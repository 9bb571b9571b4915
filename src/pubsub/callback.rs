use std::{
    cell::Cell,
    fmt,
    panic::{catch_unwind, AssertUnwindSafe},
    sync::{
        atomic::{AtomicBool, Ordering},
        Arc,
    },
};

use parking_lot::{Condvar, Mutex};

use super::Message;

thread_local! {
    /// Глубина вложенности обработчиков на текущем потоке.
    static HANDLER_DEPTH: Cell<usize> = const { Cell::new(0) };
}

/// Обработчик сообщений в callback-режиме.
///
/// Вызывается синхронно на потоке публикующего. Обработчик может сам
/// вызывать `subscribe`/`unsubscribe`/`publish` на том же движке.
pub trait MessageHandler: Send + Sync {
    fn on_message(
        &self,
        topic: &str,
        content: &str,
    );
}

impl<F> MessageHandler for F
where
    F: Fn(&str, &str) + Send + Sync,
{
    fn on_message(
        &self,
        topic: &str,
        content: &str,
    ) {
        self(topic, content)
    }
}

/// Непрозрачная ссылка на контекст вызова, принадлежащий вызывающей стороне.
///
/// Движок хранит хендл по значению и вызывает его, но никогда не заглядывает
/// в пользовательские данные. Клонирование дешёвое (`Arc`).
#[derive(Clone)]
pub struct CallbackHandle {
    handler: Arc<dyn MessageHandler>,
}

impl CallbackHandle {
    pub fn new<H>(handler: H) -> Self
    where
        H: MessageHandler + 'static,
    {
        Self {
            handler: Arc::new(handler),
        }
    }

    /// Указывают ли оба хендла на один и тот же обработчик.
    pub fn same_handler(
        &self,
        other: &CallbackHandle,
    ) -> bool {
        Arc::ptr_eq(&self.handler, &other.handler)
    }
}

impl fmt::Debug for CallbackHandle {
    fn fmt(
        &self,
        f: &mut fmt::Formatter<'_>,
    ) -> fmt::Result {
        f.debug_struct("CallbackHandle")
            .field("handler", &Arc::as_ptr(&self.handler))
            .finish()
    }
}

/// Результат одной попытки доставки в callback.
#[derive(Debug, Clone, Copy, PartialEq, Eq)]
pub(crate) enum Invocation {
    Delivered,
    /// Подписка уже снята или заменена; обработчик не вызывался.
    Retired,
    /// Обработчик запаниковал; паника перехвачена.
    Panicked,
}

/// Хендл конкретной подписки в callback-режиме.
///
/// Создаётся на каждый `subscribe` с обработчиком. После `retire` новые
/// вызовы не начинаются, а сам `retire` (вызванный вне обработчика) ждёт
/// завершения уже идущих. Поэтому после возврата `unsubscribe` вызывающая
/// сторона может освобождать свои пользовательские данные.
pub(crate) struct CallbackSlot {
    handle: CallbackHandle,
    retired: AtomicBool,
    in_flight: Mutex<usize>,
    idle: Condvar,
}

impl CallbackSlot {
    pub(crate) fn new(handle: CallbackHandle) -> Self {
        Self {
            handle,
            retired: AtomicBool::new(false),
            in_flight: Mutex::new(0),
            idle: Condvar::new(),
        }
    }

    pub(crate) fn handle(&self) -> &CallbackHandle {
        &self.handle
    }

    pub(crate) fn is_retired(&self) -> bool {
        self.retired.load(Ordering::Acquire)
    }

    pub(crate) fn invoke(
        &self,
        msg: &Message,
    ) -> Invocation {
        {
            let mut in_flight = self.in_flight.lock();
            // проверка под тем же мьютексом, что и в retire
            if self.retired.load(Ordering::Acquire) {
                return Invocation::Retired;
            }
            *in_flight += 1;
        }

        let _guard = InFlightGuard::enter(self);
        let handler = &self.handle.handler;
        match catch_unwind(AssertUnwindSafe(|| {
            handler.on_message(msg.topic(), msg.content())
        })) {
            Ok(()) => Invocation::Delivered,
            Err(_) => Invocation::Panicked,
        }
    }

    /// Запрещает новые вызовы и ждёт текущие.
    ///
    /// Если поток сам находится внутри какого-либо обработчика (любого
    /// слота), ожидание пропускается: иначе два обработчика, снимающие
    /// подписки друг друга, ждали бы друг друга вечно. В этом случае
    /// вызов этого слота на другом потоке может ещё идти после возврата.
    pub(crate) fn retire(&self) {
        let mut in_flight = self.in_flight.lock();
        self.retired.store(true, Ordering::Release);
        if HANDLER_DEPTH.with(Cell::get) > 0 {
            return;
        }
        while *in_flight > 0 {
            self.idle.wait(&mut in_flight);
        }
    }
}

impl fmt::Debug for CallbackSlot {
    fn fmt(
        &self,
        f: &mut fmt::Formatter<'_>,
    ) -> fmt::Result {
        f.debug_struct("CallbackSlot")
            .field("handle", &self.handle)
            .field("retired", &self.is_retired())
            .finish()
    }
}

/// Снимает счётчик in-flight и глубину вложенности даже при панике.
struct InFlightGuard<'a> {
    slot: &'a CallbackSlot,
}

impl<'a> InFlightGuard<'a> {
    fn enter(slot: &'a CallbackSlot) -> Self {
        HANDLER_DEPTH.with(|d| d.set(d.get() + 1));
        Self { slot }
    }
}

impl Drop for InFlightGuard<'_> {
    fn drop(&mut self) {
        HANDLER_DEPTH.with(|d| d.set(d.get() - 1));
        let mut in_flight = self.slot.in_flight.lock();
        *in_flight -= 1;
        if *in_flight == 0 {
            self.slot.idle.notify_all();
        }
    }
}

#[cfg(test)]
mod tests {
    use std::{
        sync::{
            atomic::{AtomicUsize, Ordering},
            mpsc, Arc,
        },
        thread,
        time::Duration,
    };

    use super::*;

    fn counting_slot() -> (Arc<CallbackSlot>, Arc<AtomicUsize>) {
        let hits = Arc::new(AtomicUsize::new(0));
        let h = hits.clone();
        let slot = CallbackSlot::new(CallbackHandle::new(move |_: &str, _: &str| {
            h.fetch_add(1, Ordering::SeqCst);
        }));
        (Arc::new(slot), hits)
    }

    /// Тест проверяет, что замыкание получает тему и содержимое.
    #[test]
    fn test_closure_handler_receives_topic_and_content() {
        let (tx, rx) = mpsc::channel();
        let slot = CallbackSlot::new(CallbackHandle::new(move |t: &str, c: &str| {
            tx.send((t.to_string(), c.to_string())).unwrap();
        }));

        let res = slot.invoke(&Message::new("news", "m1"));
        assert_eq!(res, Invocation::Delivered);
        assert_eq!(rx.recv().unwrap(), ("news".to_string(), "m1".to_string()));
    }

    /// Тест проверяет, что после retire обработчик больше не вызывается.
    #[test]
    fn test_retired_slot_is_not_invoked() {
        let (slot, hits) = counting_slot();
        slot.invoke(&Message::new("t", "a"));
        slot.retire();

        assert_eq!(slot.invoke(&Message::new("t", "b")), Invocation::Retired);
        assert_eq!(hits.load(Ordering::SeqCst), 1);
        assert!(slot.is_retired());
    }

    /// Тест проверяет, что паника обработчика перехватывается и счётчик
    /// in-flight возвращается в ноль (retire не зависает).
    #[test]
    fn test_panicking_handler_is_contained() {
        let slot = CallbackSlot::new(CallbackHandle::new(|_: &str, _: &str| {
            panic!("handler failure");
        }));

        assert_eq!(slot.invoke(&Message::new("t", "x")), Invocation::Panicked);
        slot.retire();
        assert_eq!(*slot.in_flight.lock(), 0);
    }

    /// Тест проверяет, что retire ждёт завершения идущего вызова.
    #[test]
    fn test_retire_waits_for_in_flight_invocation() {
        let (entered_tx, entered_rx) = mpsc::channel();
        let finished = Arc::new(AtomicBool::new(false));
        let f = finished.clone();
        let slot = Arc::new(CallbackSlot::new(CallbackHandle::new(
            move |_: &str, _: &str| {
                entered_tx.send(()).unwrap();
                thread::sleep(Duration::from_millis(50));
                f.store(true, Ordering::SeqCst);
            },
        )));

        let worker = {
            let slot = slot.clone();
            thread::spawn(move || slot.invoke(&Message::new("t", "slow")))
        };

        entered_rx.recv().unwrap();
        slot.retire();
        assert!(
            finished.load(Ordering::SeqCst),
            "retire вернулся раньше, чем закончился обработчик"
        );
        assert_eq!(worker.join().unwrap(), Invocation::Delivered);
    }

    /// Тест проверяет, что retire изнутри обработчика не блокируется.
    #[test]
    fn test_retire_from_inside_handler_does_not_block() {
        let cell: Arc<Mutex<Option<Arc<CallbackSlot>>>> = Arc::new(Mutex::new(None));
        let c = cell.clone();
        let slot = Arc::new(CallbackSlot::new(CallbackHandle::new(
            move |_: &str, _: &str| {
                let me = c.lock().clone();
                if let Some(me) = me {
                    me.retire();
                }
            },
        )));
        *cell.lock() = Some(slot.clone());

        assert_eq!(slot.invoke(&Message::new("t", "x")), Invocation::Delivered);
        assert!(slot.is_retired());
        *cell.lock() = None;
    }

    #[test]
    fn test_same_handler() {
        let a = CallbackHandle::new(|_: &str, _: &str| {});
        let b = a.clone();
        let c = CallbackHandle::new(|_: &str, _: &str| {});
        assert!(a.same_handler(&b));
        assert!(!a.same_handler(&c));
    }
}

——————————

* Prompt: Tally the lines of the listing in which the string "None" appears, and state the tally alone.

* Solution to the problem: 2